*** Opening Excerpted data ***

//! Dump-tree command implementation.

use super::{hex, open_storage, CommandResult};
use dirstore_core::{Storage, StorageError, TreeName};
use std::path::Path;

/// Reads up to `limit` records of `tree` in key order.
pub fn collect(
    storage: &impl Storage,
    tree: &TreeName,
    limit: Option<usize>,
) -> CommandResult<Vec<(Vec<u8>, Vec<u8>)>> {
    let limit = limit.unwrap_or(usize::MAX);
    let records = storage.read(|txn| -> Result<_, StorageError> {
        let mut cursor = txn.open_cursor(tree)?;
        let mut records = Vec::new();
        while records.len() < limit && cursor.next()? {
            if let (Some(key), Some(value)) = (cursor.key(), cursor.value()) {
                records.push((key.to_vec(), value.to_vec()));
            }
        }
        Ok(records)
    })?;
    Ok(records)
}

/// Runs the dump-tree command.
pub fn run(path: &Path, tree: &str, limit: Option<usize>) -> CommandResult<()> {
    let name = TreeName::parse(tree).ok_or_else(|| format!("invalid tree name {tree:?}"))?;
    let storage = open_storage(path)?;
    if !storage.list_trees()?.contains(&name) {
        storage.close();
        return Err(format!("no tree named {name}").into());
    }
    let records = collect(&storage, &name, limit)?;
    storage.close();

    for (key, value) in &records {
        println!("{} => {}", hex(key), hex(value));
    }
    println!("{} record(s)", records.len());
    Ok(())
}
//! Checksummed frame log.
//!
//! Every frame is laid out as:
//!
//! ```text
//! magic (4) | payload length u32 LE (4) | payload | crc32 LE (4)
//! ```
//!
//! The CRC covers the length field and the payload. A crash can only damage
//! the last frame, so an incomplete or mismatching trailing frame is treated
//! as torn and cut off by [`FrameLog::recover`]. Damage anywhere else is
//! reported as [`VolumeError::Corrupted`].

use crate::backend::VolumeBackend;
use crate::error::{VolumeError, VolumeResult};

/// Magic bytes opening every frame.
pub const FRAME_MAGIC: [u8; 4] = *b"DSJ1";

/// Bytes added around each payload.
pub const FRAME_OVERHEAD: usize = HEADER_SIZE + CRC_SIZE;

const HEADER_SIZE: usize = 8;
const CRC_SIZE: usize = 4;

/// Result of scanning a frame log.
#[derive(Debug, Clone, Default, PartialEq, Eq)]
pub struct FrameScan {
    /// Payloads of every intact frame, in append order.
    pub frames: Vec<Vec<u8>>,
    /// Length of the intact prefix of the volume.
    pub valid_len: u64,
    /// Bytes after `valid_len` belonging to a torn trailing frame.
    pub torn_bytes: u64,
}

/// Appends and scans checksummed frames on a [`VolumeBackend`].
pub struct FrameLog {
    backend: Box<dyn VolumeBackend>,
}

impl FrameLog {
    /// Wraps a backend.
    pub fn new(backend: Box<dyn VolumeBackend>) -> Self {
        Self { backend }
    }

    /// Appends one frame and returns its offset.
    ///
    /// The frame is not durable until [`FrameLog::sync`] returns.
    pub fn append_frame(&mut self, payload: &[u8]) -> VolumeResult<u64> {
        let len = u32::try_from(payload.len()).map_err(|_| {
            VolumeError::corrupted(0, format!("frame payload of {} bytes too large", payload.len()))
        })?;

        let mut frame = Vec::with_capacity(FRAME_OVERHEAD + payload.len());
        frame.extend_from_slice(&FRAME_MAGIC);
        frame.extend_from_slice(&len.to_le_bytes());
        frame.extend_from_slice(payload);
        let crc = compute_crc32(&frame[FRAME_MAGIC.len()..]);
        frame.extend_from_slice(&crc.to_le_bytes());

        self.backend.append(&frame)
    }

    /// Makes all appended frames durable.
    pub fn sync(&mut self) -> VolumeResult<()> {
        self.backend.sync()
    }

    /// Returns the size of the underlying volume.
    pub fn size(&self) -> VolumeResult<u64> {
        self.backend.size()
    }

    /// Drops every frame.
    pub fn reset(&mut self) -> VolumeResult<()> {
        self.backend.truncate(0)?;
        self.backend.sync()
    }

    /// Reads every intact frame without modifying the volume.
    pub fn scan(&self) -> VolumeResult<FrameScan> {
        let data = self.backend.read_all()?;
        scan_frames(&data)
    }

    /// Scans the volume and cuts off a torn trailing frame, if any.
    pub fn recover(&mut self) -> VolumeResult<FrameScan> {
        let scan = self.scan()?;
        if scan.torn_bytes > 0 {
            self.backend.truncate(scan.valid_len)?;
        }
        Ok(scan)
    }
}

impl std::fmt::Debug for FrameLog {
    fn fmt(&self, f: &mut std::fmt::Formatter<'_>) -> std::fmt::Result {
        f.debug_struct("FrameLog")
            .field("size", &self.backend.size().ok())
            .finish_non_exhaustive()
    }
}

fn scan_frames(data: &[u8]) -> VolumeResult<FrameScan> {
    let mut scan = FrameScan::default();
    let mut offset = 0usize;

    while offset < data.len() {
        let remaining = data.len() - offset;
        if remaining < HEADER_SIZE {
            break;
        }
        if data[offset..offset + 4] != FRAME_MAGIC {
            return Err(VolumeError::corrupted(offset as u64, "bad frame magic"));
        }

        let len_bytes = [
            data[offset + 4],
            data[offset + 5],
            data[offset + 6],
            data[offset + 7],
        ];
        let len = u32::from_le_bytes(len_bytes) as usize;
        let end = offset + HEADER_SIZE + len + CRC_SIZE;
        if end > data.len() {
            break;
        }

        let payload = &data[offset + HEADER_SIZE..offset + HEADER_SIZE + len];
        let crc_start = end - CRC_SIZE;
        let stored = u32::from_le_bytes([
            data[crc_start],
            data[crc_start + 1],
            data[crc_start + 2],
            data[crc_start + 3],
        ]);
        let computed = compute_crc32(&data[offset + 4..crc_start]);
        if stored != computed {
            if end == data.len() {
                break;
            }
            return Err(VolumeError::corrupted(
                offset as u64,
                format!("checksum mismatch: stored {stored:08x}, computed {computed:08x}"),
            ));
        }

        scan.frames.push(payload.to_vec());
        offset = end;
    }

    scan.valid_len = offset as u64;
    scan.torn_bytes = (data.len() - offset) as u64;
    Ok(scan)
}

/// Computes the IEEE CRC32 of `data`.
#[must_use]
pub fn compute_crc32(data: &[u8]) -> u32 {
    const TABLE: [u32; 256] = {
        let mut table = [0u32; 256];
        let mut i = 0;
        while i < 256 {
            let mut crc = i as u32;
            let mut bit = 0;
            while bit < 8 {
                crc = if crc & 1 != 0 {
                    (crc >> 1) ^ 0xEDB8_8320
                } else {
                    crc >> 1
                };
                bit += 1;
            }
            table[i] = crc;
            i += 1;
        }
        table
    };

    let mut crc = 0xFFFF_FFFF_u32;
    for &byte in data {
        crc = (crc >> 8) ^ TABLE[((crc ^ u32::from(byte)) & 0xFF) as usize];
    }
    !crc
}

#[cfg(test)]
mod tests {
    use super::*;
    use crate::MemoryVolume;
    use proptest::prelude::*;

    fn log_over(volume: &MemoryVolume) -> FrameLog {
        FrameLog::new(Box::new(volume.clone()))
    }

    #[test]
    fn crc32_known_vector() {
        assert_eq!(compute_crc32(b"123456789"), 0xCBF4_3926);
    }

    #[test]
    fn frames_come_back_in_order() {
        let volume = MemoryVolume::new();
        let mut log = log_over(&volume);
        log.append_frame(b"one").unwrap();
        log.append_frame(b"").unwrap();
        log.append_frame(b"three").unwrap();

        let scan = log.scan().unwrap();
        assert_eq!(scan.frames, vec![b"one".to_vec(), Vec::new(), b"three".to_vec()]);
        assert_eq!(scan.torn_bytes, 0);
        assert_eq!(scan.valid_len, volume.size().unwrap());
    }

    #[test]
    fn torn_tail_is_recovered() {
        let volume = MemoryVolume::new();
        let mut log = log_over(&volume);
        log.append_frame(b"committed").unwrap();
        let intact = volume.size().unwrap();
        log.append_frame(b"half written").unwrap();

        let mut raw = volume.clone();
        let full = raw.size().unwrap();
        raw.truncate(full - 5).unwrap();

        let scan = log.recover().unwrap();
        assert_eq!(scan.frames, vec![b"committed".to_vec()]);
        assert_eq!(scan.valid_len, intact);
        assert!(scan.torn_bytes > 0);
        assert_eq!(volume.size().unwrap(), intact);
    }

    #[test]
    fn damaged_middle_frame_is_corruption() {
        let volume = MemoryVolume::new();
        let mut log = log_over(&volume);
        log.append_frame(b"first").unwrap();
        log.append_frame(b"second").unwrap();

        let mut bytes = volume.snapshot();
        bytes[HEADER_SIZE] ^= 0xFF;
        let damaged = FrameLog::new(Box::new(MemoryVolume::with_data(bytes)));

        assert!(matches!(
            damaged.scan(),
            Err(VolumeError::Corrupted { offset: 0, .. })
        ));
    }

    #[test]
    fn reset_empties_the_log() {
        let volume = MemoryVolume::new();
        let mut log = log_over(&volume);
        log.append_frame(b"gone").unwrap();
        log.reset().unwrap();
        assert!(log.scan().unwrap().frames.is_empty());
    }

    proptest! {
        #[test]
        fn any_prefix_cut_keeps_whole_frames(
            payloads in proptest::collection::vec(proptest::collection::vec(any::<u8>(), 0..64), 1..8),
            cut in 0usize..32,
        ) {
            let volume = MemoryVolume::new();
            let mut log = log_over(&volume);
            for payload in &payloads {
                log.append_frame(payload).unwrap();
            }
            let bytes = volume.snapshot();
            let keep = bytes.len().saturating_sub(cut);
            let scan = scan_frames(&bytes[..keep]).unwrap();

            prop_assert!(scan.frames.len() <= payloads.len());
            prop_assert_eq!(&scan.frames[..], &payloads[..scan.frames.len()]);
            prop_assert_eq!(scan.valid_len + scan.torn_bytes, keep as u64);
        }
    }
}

*** Closing Excerpted data ***

About this exercise — Report each line in the data above that holds the word "crate" by copying it.

Written solution —
use crate::backend::VolumeBackend;
use crate::error::{VolumeError, VolumeResult};
    use crate::MemoryVolume;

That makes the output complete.